BEGIN Provided information

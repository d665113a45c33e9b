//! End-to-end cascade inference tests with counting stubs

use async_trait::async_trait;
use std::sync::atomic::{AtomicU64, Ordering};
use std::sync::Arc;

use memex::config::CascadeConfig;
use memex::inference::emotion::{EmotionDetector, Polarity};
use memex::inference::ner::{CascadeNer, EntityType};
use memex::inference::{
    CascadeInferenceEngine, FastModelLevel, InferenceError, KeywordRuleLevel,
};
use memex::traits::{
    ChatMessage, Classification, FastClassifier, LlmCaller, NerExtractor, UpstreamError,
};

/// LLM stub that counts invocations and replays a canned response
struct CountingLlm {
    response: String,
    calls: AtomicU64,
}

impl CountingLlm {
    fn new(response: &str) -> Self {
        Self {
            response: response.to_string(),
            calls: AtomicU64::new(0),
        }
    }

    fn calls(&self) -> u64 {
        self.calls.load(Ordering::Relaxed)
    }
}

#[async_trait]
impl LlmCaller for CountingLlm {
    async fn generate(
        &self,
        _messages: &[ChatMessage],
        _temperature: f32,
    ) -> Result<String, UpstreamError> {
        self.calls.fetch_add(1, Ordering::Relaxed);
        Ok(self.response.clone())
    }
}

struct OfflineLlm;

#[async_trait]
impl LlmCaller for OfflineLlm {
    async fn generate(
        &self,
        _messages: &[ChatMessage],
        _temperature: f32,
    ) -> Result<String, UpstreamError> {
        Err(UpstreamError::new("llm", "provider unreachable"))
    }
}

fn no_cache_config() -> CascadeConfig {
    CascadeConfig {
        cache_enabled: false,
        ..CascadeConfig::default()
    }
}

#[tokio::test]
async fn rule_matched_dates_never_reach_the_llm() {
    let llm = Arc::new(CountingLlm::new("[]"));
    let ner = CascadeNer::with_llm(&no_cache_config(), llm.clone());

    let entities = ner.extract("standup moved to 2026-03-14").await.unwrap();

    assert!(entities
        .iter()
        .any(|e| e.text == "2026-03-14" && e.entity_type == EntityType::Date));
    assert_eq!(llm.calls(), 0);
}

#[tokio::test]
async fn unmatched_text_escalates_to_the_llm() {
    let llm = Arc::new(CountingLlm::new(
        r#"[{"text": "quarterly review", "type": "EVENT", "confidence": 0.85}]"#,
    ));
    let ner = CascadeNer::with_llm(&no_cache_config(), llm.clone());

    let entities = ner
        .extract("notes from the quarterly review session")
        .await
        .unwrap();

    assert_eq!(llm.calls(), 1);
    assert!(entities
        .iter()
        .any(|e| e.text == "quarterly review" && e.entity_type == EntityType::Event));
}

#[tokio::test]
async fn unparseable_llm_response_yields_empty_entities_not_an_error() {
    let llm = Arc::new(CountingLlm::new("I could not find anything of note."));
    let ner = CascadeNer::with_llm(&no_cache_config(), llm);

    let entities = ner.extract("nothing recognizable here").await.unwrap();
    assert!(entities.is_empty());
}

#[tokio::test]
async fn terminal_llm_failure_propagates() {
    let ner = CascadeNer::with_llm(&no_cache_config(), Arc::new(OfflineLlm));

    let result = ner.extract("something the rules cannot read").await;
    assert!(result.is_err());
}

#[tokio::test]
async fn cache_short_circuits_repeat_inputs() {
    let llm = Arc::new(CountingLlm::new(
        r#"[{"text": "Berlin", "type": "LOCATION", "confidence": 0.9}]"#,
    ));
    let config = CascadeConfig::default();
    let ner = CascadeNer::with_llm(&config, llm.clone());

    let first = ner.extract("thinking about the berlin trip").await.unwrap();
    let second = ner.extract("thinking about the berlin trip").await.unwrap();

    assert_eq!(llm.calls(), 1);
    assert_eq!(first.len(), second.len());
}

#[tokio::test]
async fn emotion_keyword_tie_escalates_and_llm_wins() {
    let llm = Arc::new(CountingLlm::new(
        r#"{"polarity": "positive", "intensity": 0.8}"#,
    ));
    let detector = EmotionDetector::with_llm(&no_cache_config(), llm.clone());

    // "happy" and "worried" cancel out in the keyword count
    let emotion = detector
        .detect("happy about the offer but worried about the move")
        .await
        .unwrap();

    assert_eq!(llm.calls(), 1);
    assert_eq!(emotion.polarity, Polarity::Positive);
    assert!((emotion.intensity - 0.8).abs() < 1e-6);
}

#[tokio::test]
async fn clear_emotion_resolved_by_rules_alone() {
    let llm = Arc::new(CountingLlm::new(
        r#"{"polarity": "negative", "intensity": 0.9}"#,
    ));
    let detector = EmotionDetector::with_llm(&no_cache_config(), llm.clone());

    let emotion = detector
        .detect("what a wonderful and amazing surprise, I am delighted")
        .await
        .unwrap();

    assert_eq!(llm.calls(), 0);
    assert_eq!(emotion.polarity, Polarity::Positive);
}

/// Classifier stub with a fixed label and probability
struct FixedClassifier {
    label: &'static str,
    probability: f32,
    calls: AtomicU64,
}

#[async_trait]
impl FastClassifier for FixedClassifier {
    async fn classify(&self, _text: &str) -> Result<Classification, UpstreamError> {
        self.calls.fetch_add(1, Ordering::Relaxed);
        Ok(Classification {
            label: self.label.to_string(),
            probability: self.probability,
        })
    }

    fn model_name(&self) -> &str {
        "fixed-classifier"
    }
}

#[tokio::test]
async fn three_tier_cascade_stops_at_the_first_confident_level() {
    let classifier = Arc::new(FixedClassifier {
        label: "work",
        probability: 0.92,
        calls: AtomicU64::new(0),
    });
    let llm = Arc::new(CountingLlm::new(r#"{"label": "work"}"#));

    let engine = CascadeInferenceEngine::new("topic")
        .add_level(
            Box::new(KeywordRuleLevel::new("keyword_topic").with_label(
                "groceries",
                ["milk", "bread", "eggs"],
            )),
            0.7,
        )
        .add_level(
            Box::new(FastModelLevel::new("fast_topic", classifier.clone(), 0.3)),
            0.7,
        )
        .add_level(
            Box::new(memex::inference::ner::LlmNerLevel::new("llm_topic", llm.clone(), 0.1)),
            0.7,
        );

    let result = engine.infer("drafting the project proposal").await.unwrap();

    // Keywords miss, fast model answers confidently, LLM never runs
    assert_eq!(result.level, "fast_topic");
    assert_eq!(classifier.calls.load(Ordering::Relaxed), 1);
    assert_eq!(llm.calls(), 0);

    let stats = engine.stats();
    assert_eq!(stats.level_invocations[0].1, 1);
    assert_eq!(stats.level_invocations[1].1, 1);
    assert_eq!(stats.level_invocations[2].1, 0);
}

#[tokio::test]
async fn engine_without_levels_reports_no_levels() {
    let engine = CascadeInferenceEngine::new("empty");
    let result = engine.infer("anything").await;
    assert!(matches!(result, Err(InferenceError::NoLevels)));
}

END Provided information

- Activity:
Write the data out again in full and exactly.

- Result of this task:
repository d665113a45c33e9b
//! End-to-end cascade inference tests with counting stubs

use async_trait::async_trait;
use std::sync::atomic::{AtomicU64, Ordering};
use std::sync::Arc;

use memex::config::CascadeConfig;
use memex::inference::emotion::{EmotionDetector, Polarity};
use memex::inference::ner::{CascadeNer, EntityType};
use memex::inference::{
    CascadeInferenceEngine, FastModelLevel, InferenceError, KeywordRuleLevel,
};
use memex::traits::{
    ChatMessage, Classification, FastClassifier, LlmCaller, NerExtractor, UpstreamError,
};

/// LLM stub that counts invocations and replays a canned response
struct CountingLlm {
    response: String,
    calls: AtomicU64,
}

impl CountingLlm {
    fn new(response: &str) -> Self {
        Self {
            response: response.to_string(),
            calls: AtomicU64::new(0),
        }
    }

    fn calls(&self) -> u64 {
        self.calls.load(Ordering::Relaxed)
    }
}

#[async_trait]
impl LlmCaller for CountingLlm {
    async fn generate(
        &self,
        _messages: &[ChatMessage],
        _temperature: f32,
    ) -> Result<String, UpstreamError> {
        self.calls.fetch_add(1, Ordering::Relaxed);
        Ok(self.response.clone())
    }
}

struct OfflineLlm;

#[async_trait]
impl LlmCaller for OfflineLlm {
    async fn generate(
        &self,
        _messages: &[ChatMessage],
        _temperature: f32,
    ) -> Result<String, UpstreamError> {
        Err(UpstreamError::new("llm", "provider unreachable"))
    }
}

fn no_cache_config() -> CascadeConfig {
    CascadeConfig {
        cache_enabled: false,
        ..CascadeConfig::default()
    }
}

#[tokio::test]
async fn rule_matched_dates_never_reach_the_llm() {
    let llm = Arc::new(CountingLlm::new("[]"));
    let ner = CascadeNer::with_llm(&no_cache_config(), llm.clone());

    let entities = ner.extract("standup moved to 2026-03-14").await.unwrap();

    assert!(entities
        .iter()
        .any(|e| e.text == "2026-03-14" && e.entity_type == EntityType::Date));
    assert_eq!(llm.calls(), 0);
}

#[tokio::test]
async fn unmatched_text_escalates_to_the_llm() {
    let llm = Arc::new(CountingLlm::new(
        r#"[{"text": "quarterly review", "type": "EVENT", "confidence": 0.85}]"#,
    ));
    let ner = CascadeNer::with_llm(&no_cache_config(), llm.clone());

    let entities = ner
        .extract("notes from the quarterly review session")
        .await
        .unwrap();

    assert_eq!(llm.calls(), 1);
    assert!(entities
        .iter()
        .any(|e| e.text == "quarterly review" && e.entity_type == EntityType::Event));
}

#[tokio::test]
async fn unparseable_llm_response_yields_empty_entities_not_an_error() {
    let llm = Arc::new(CountingLlm::new("I could not find anything of note."));
    let ner = CascadeNer::with_llm(&no_cache_config(), llm);

    let entities = ner.extract("nothing recognizable here").await.unwrap();
    assert!(entities.is_empty());
}

#[tokio::test]
async fn terminal_llm_failure_propagates() {
    let ner = CascadeNer::with_llm(&no_cache_config(), Arc::new(OfflineLlm));

    let result = ner.extract("something the rules cannot read").await;
    assert!(result.is_err());
}

#[tokio::test]
async fn cache_short_circuits_repeat_inputs() {
    let llm = Arc::new(CountingLlm::new(
        r#"[{"text": "Berlin", "type": "LOCATION", "confidence": 0.9}]"#,
    ));
    let config = CascadeConfig::default();
    let ner = CascadeNer::with_llm(&config, llm.clone());

    let first = ner.extract("thinking about the berlin trip").await.unwrap();
    let second = ner.extract("thinking about the berlin trip").await.unwrap();

    assert_eq!(llm.calls(), 1);
    assert_eq!(first.len(), second.len());
}

#[tokio::test]
async fn emotion_keyword_tie_escalates_and_llm_wins() {
    let llm = Arc::new(CountingLlm::new(
        r#"{"polarity": "positive", "intensity": 0.8}"#,
    ));
    let detector = EmotionDetector::with_llm(&no_cache_config(), llm.clone());

    // "happy" and "worried" cancel out in the keyword count
    let emotion = detector
        .detect("happy about the offer but worried about the move")
        .await
        .unwrap();

    assert_eq!(llm.calls(), 1);
    assert_eq!(emotion.polarity, Polarity::Positive);
    assert!((emotion.intensity - 0.8).abs() < 1e-6);
}

#[tokio::test]
async fn clear_emotion_resolved_by_rules_alone() {
    let llm = Arc::new(CountingLlm::new(
        r#"{"polarity": "negative", "intensity": 0.9}"#,
    ));
    let detector = EmotionDetector::with_llm(&no_cache_config(), llm.clone());

    let emotion = detector
        .detect("what a wonderful and amazing surprise, I am delighted")
        .await
        .unwrap();

    assert_eq!(llm.calls(), 0);
    assert_eq!(emotion.polarity, Polarity::Positive);
}

/// Classifier stub with a fixed label and probability
struct FixedClassifier {
    label: &'static str,
    probability: f32,
    calls: AtomicU64,
}

#[async_trait]
impl FastClassifier for FixedClassifier {
    async fn classify(&self, _text: &str) -> Result<Classification, UpstreamError> {
        self.calls.fetch_add(1, Ordering::Relaxed);
        Ok(Classification {
            label: self.label.to_string(),
            probability: self.probability,
        })
    }

    fn model_name(&self) -> &str {
        "fixed-classifier"
    }
}

#[tokio::test]
async fn three_tier_cascade_stops_at_the_first_confident_level() {
    let classifier = Arc::new(FixedClassifier {
        label: "work",
        probability: 0.92,
        calls: AtomicU64::new(0),
    });
    let llm = Arc::new(CountingLlm::new(r#"{"label": "work"}"#));

    let engine = CascadeInferenceEngine::new("topic")
        .add_level(
            Box::new(KeywordRuleLevel::new("keyword_topic").with_label(
                "groceries",
                ["milk", "bread", "eggs"],
            )),
            0.7,
        )
        .add_level(
            Box::new(FastModelLevel::new("fast_topic", classifier.clone(), 0.3)),
            0.7,
        )
        .add_level(
            Box::new(memex::inference::ner::LlmNerLevel::new("llm_topic", llm.clone(), 0.1)),
            0.7,
        );

    let result = engine.infer("drafting the project proposal").await.unwrap();

    // Keywords miss, fast model answers confidently, LLM never runs
    assert_eq!(result.level, "fast_topic");
    assert_eq!(classifier.calls.load(Ordering::Relaxed), 1);
    assert_eq!(llm.calls(), 0);

    let stats = engine.stats();
    assert_eq!(stats.level_invocations[0].1, 1);
    assert_eq!(stats.level_invocations[1].1, 1);
    assert_eq!(stats.level_invocations[2].1, 0);
}

#[tokio::test]
async fn engine_without_levels_reports_no_levels() {
    let engine = CascadeInferenceEngine::new("empty");
    let result = engine.infer("anything").await;
    assert!(matches!(result, Err(InferenceError::NoLevels)));
}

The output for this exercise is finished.